The implicit authority and unquestioned power assumed by certain groups allows them to use questionable methods to obtain their ends. In Now Let us Now Praise American Leftists (2004), Paul Chan employs FACES(tm)-the software program developed by the FBI to generate criminal stereotypes for wanted posters-to create his own visual database of left-wing activists including anarchists, Black Panthers, and Yiddish activists to reveal similar type-casting by leftist groups. The powerful influence of extreme ideologies is explored in a series of extraordinary portraits of Taliban members taken in downtown Kandahar, Afghanistan, in 2002, by Studio's "Shah Zadah" and "Nazir Photographer." Resembling the work of the French artist team Pierre et Gilles-eyeliner, powered cheeks, and absurdly kitsch backgrounds-the negatives, retouched to present a more flattering image of the revolutionary, were sold to Magnum photographer Thomas Dworzak, who was documenting the fall of the Taliban. These portraits blatantly contradict the Taliban's strict interpretation of Islamic law that prohibits the depiction of any living creature. Equally bizarre is Adam McEwen's appropriation and re-situation of Christian Schiefer's infamous photograph from 1945 of the public execution, in front of a gas station in a small Milan square, of Italian dictator Benito Mussolini and his mistress Clara Petacci. The image, cropped, enlarged, and turned upside down, presents a radically different read from the original and succeeds in transforming a brutal public hanging into a delirious private moment. The desire that many of us have at some time or another to defeat faceless corporations is cleverly dealt with by Janice Kerbel in Bank Job (1999), comprising exhaustive plans of how to rob a fortified bank in the City of London, one of the world's most surveilled centers of capital. Posing as an architecture student, Kerbel monitored the bank for eighteen months. The resulting work takes the form of surveillance photographs, extensive maps, and a detailed get-a-way plan. As if this were not enough, Kerbel has published her results, directions and plans in a book entitled "15 Lombard Street," giving everyone access to her findings.

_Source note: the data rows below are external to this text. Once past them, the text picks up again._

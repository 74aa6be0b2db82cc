use function_adapter::RECORDS;
use serde::{Deserialize, Serialize};
use serde_json::{json, Value};
use serverless_web::{Configuration, DispatchError, PathParams, ProxyRequest, ProxyResponse, Router, RouterBuilder};
use tracing::{debug, info};
use uuid::Uuid;

use crate::EVENT_KIND_HEADER;

const BREEDS: [&str; 8] = [
    "Afghan Hound",
    "Beagle",
    "Bernese Mountain Dog",
    "Bloodhound",
    "Dalmatian",
    "Jack Russell Terrier",
    "Norwegian Elkhound",
    "Whippet",
];

const NAMES: [&str; 12] = [
    "Bailey", "Bella", "Max", "Lucy", "Charlie", "Molly", "Buddy", "Daisy", "Rocky", "Maggie", "Jake", "Sophie",
];

/// How many pets `GET /pets` returns without a `limit`.
const DEFAULT_PAGE: usize = 10;

/// Larger `limit` values are clamped to this.
const MAX_PAGE: usize = 100;

#[derive(Serialize, Deserialize, Debug, Clone, PartialEq)]
#[serde(rename_all = "camelCase")]
pub struct Pet {
    /// Assigned by the store if the client didn't send one.
    #[serde(default)]
    pub id: String,
    pub breed: String,
    pub name: String,
    #[serde(default, skip_serializing_if = "Option::is_none")]
    pub date_of_birth: Option<String>,
}

impl Pet {
    /// A made-up pet. The same `seed` gives the same breed and name.
    fn sample(id: String, seed: usize) -> Self {
        Self {
            id,
            breed: BREEDS[seed % BREEDS.len()].to_owned(),
            name: NAMES[seed % NAMES.len()].to_owned(),
            date_of_birth: None,
        }
    }
}

/// `GET /pets?limit=n`, at most [MAX_PAGE] pets.
fn list_pets(req: &ProxyRequest, _: &PathParams, resp: &mut ProxyResponse) -> Result<(), DispatchError> {
    let limit = match req.parameter("limit") {
        Some(limit) => limit
            .parse::<usize>()
            .map_err(|_| DispatchError::failed(format!("Invalid limit: {limit}")))?
            .min(MAX_PAGE),
        None => DEFAULT_PAGE,
    };
    debug!("Listing {limit} pets");

    let pets = (0..limit)
        .map(|i| Pet::sample(Uuid::new_v4().to_string(), i))
        .collect::<Vec<_>>();

    resp.set_content_type("application/json");
    serde_json::to_writer(resp, &pets).map_err(DispatchError::from_error)
}

/// `GET /pets/{id}`. Any valid UUID is a known pet.
fn get_pet(_: &ProxyRequest, params: &PathParams, resp: &mut ProxyResponse) -> Result<(), DispatchError> {
    let id = params
        .get("id")
        .and_then(|id| Uuid::parse_str(id).ok())
        .ok_or_else(|| DispatchError::not_found("No such Dog"))?;

    let pet = Pet::sample(id.to_string(), id.as_bytes()[0] as usize);

    resp.set_content_type("application/json");
    serde_json::to_writer(resp, &pet).map_err(DispatchError::from_error)
}

/// `POST /pets` stores nothing and returns the pet back with an ID.
fn create_pet(req: &ProxyRequest, _: &PathParams, resp: &mut ProxyResponse) -> Result<(), DispatchError> {
    let mut pet: Pet = serde_json::from_slice(req.content())?;
    if pet.id.is_empty() {
        pet.id = Uuid::new_v4().to_string();
    }
    info!("New pet: {} ({})", pet.name, pet.id);

    resp.set_content_type("application/json");
    serde_json::to_writer(resp, &pet).map_err(DispatchError::from_error)
}

/// `POST /events` receives the payloads that did not come from API Gateway
/// and replies with a count of their records.
fn summarize_event(req: &ProxyRequest, _: &PathParams, resp: &mut ProxyResponse) -> Result<(), DispatchError> {
    let kind = req.header(EVENT_KIND_HEADER).unwrap_or("unknown");
    let event: Value = serde_json::from_slice(req.content())?;

    let records = event
        .get(RECORDS)
        .and_then(Value::as_array)
        .map(Vec::len)
        .unwrap_or_default();
    if records == 0 {
        return Err(DispatchError::not_found(format!("No records in the {kind} event")));
    }
    info!("{kind} event with {records} records");

    resp.set_content_type("application/json");
    serde_json::to_writer(resp, &json!({ "kind": kind, "records": records })).map_err(DispatchError::from_error)
}

/// The pet store routes.
pub struct PetStore;

impl Configuration for PetStore {
    fn configure(&self, router: &mut RouterBuilder) {
        router
            .get("/pets", list_pets)
            .get("/pets/{id}", get_pet)
            .post("/pets", create_pet)
            .post("/events", summarize_event)
            .get("/foo", |_, _, _| Err(DispatchError::access_denied("Can't touch this")));
    }
}

/// Reports unknown paths as 404 with the path in the message.
pub struct PetStoreErrors;

impl Configuration for PetStoreErrors {
    fn configure(&self, router: &mut RouterBuilder) {
        router.error_handler(|error, req| match error {
            DispatchError::NoRoute { method, path } => {
                debug!("No route for {method} {path}");
                DispatchError::not_found(format!("Nothing here: {}", req.path()))
            }
            other => other,
        });
    }
}

/// The complete pet store application.
pub fn router() -> Router {
    Router::from_configurations(&[&PetStore, &PetStoreErrors])
}
use function_adapter::{CanonicalMessage, Headers, STATUS_CODE};
use hyper::header::{HeaderValue, IntoHeaderName, CONTENT_TYPE};
use hyper::{HeaderMap, StatusCode};
use serde_json::Value;
use std::borrow::Cow;
use std::error::Error as StdError;
use tracing::debug;

use crate::error::DispatchError;

/// The failure recorded on a response.
#[derive(Debug, Clone, PartialEq, Eq)]
pub struct ErrorOutcome {
    pub status: StatusCode,
    pub message: String,
    /// The message of the underlying error, if there was one.
    pub cause: Option<String>,
}

/// An HTTP response that is collected in memory.
///
/// The body is append-only. Status and headers are last-write-wins until a failure is recorded.
/// After that the status and the error outcome stay as the first failure left them.
#[derive(Debug)]
pub struct ProxyResponse {
    status: StatusCode,
    headers: HeaderMap,
    body: Vec<u8>,
    error: Option<ErrorOutcome>,
}

impl Default for ProxyResponse {
    fn default() -> Self {
        Self::new()
    }
}

impl ProxyResponse {
    pub fn new() -> Self {
        Self {
            status: StatusCode::OK,
            headers: HeaderMap::new(),
            body: Vec::new(),
            error: None,
        }
    }

    pub fn status(&self) -> StatusCode {
        self.status
    }

    /// Ignored once a failure was recorded.
    pub fn set_status(&mut self, status: StatusCode) {
        if self.error.is_some() {
            debug!("Status {status} ignored, the response already failed with {}", self.status);
            return;
        }
        self.status = status;
    }

    pub fn set_header<K: IntoHeaderName>(&mut self, name: K, value: HeaderValue) {
        self.headers.insert(name, value);
    }

    pub fn add_header<K: IntoHeaderName>(&mut self, name: K, value: HeaderValue) {
        self.headers.append(name, value);
    }

    pub fn header(&self, name: &str) -> Option<&str> {
        self.headers.get(name).and_then(|v| v.to_str().ok())
    }

    pub fn headers(&self) -> &HeaderMap {
        &self.headers
    }

    pub fn set_content_type(&mut self, content_type: &'static str) {
        self.headers.insert(CONTENT_TYPE, HeaderValue::from_static(content_type));
    }

    /// Appends to the body.
    pub fn append(&mut self, chunk: &[u8]) {
        self.body.extend_from_slice(chunk);
    }

    pub fn content(&self) -> &[u8] {
        &self.body
    }

    pub fn content_as_string(&self) -> Cow<'_, str> {
        String::from_utf8_lossy(&self.body)
    }

    /// Records a failure with the given status. Returns false and changes nothing
    /// if an earlier failure was already recorded.
    pub fn send_error(&mut self, status: StatusCode, message: impl Into<String>) -> bool {
        self.fail(ErrorOutcome {
            status,
            message: message.into(),
            cause: None,
        })
    }

    /// Records a dispatch failure with its mapped status. First failure wins, same as [ProxyResponse::send_error].
    pub fn record_failure(&mut self, error: &DispatchError) -> bool {
        self.fail(ErrorOutcome {
            status: error.status(),
            message: error.to_string(),
            cause: error.source().map(|e| e.to_string()),
        })
    }

    fn fail(&mut self, outcome: ErrorOutcome) -> bool {
        if let Some(first) = &self.error {
            debug!("Already failed with {}: {}. Ignoring: {}", first.status, first.message, outcome.message);
            return false;
        }
        self.status = outcome.status;
        self.error = Some(outcome);
        true
    }

    pub fn error_outcome(&self) -> Option<&ErrorOutcome> {
        self.error.as_ref()
    }

    pub fn error_message(&self) -> Option<&str> {
        self.error.as_ref().map(|e| e.message.as_str())
    }

    /// Converts the response into a message for the response adapter.
    /// The body becomes the raw payload. Headers are copied with multiple values joined by `,`
    /// and the status goes into the `statusCode` header.
    pub fn into_message(self) -> CanonicalMessage {
        let mut headers = Headers::new();
        for name in self.headers.keys() {
            let joined = self
                .headers
                .get_all(name)
                .iter()
                .map(|v| String::from_utf8_lossy(v.as_bytes()).into_owned())
                .collect::<Vec<_>>()
                .join(",");
            headers.insert(name.as_str().to_owned(), Value::String(joined));
        }
        headers.insert(STATUS_CODE.to_owned(), Value::from(self.status.as_u16()));

        CanonicalMessage::with_headers(self.body, headers)
    }
}

impl std::io::Write for ProxyResponse {
    fn write(&mut self, buf: &[u8]) -> std::io::Result<usize> {
        self.body.extend_from_slice(buf);
        Ok(buf.len())
    }

    fn flush(&mut self) -> std::io::Result<()> {
        Ok(())
    }
}

#[cfg(test)]
mod test {
    use super::*;
    use function_adapter::Payload;
    use serde_json::json;

    #[test]
    fn defaults_to_ok() {
        let resp = ProxyResponse::new();
        assert_eq!(resp.status(), StatusCode::OK);
        assert!(resp.error_outcome().is_none());
        assert!(resp.content().is_empty());
    }

    #[test]
    fn body_is_appended() {
        let mut resp = ProxyResponse::new();
        resp.append(b"[1,");
        serde_json::to_writer(&mut resp, &json!(2)).unwrap();
        resp.append(b"]");

        assert_eq!(resp.content_as_string(), "[1,2]");
    }

    #[test]
    fn first_failure_wins() {
        let mut resp = ProxyResponse::new();
        resp.set_status(StatusCode::CREATED);

        assert!(resp.send_error(StatusCode::FORBIDDEN, "Can't touch this"));
        assert!(!resp.send_error(StatusCode::INTERNAL_SERVER_ERROR, "later"));
        assert!(!resp.record_failure(&DispatchError::not_found("also later")));
        resp.set_status(StatusCode::OK);

        assert_eq!(resp.status(), StatusCode::FORBIDDEN);
        assert_eq!(resp.error_message(), Some("Can't touch this"));
    }

    #[test]
    fn cause_is_recorded() {
        let mut resp = ProxyResponse::new();
        let io = std::io::Error::new(std::io::ErrorKind::Other, "disk on fire");
        resp.record_failure(&DispatchError::from_error(io));

        let outcome = resp.error_outcome().unwrap();
        assert_eq!(outcome.status, StatusCode::INTERNAL_SERVER_ERROR);
        assert_eq!(outcome.message, "disk on fire");
        assert_eq!(outcome.cause.as_deref(), Some("disk on fire"));
    }

    #[test]
    fn headers_are_last_write_wins() {
        let mut resp = ProxyResponse::new();
        resp.set_header("x-a", HeaderValue::from_static("1"));
        resp.set_header("x-a", HeaderValue::from_static("2"));
        assert_eq!(resp.header("x-a"), Some("2"));
    }

    #[test]
    fn into_message() {
        let mut resp = ProxyResponse::new();
        resp.set_status(StatusCode::CREATED);
        resp.set_content_type("application/json");
        resp.add_header("set-cookie", HeaderValue::from_static("a=1"));
        resp.add_header("set-cookie", HeaderValue::from_static("b=2"));
        resp.append(b"{}");

        let msg = resp.into_message();
        assert_eq!(msg.header(STATUS_CODE), Some(&json!(201)));
        assert_eq!(msg.header("content-type"), Some(&json!("application/json")));
        assert_eq!(msg.header("set-cookie"), Some(&json!("a=1,b=2")));
        assert_eq!(msg.payload(), &Payload::from(b"{}".to_vec()));
    }
}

The powerful photographic, video, and sculptural installations in RUBY SATELLITE explore some of the different meanings and forms that compulsion may assume. Through wit, determination, and manias of their own, these artists succeed in transforming an overly dense and complicated subject matter into a memorable visual spree. While frustrating obvious assumptions and providing space to re-imagine our relationship to anonymous authorities and power structures, the works provoke reaction without denying the fascination, thrall, and the seductiveness of the compulsive urge.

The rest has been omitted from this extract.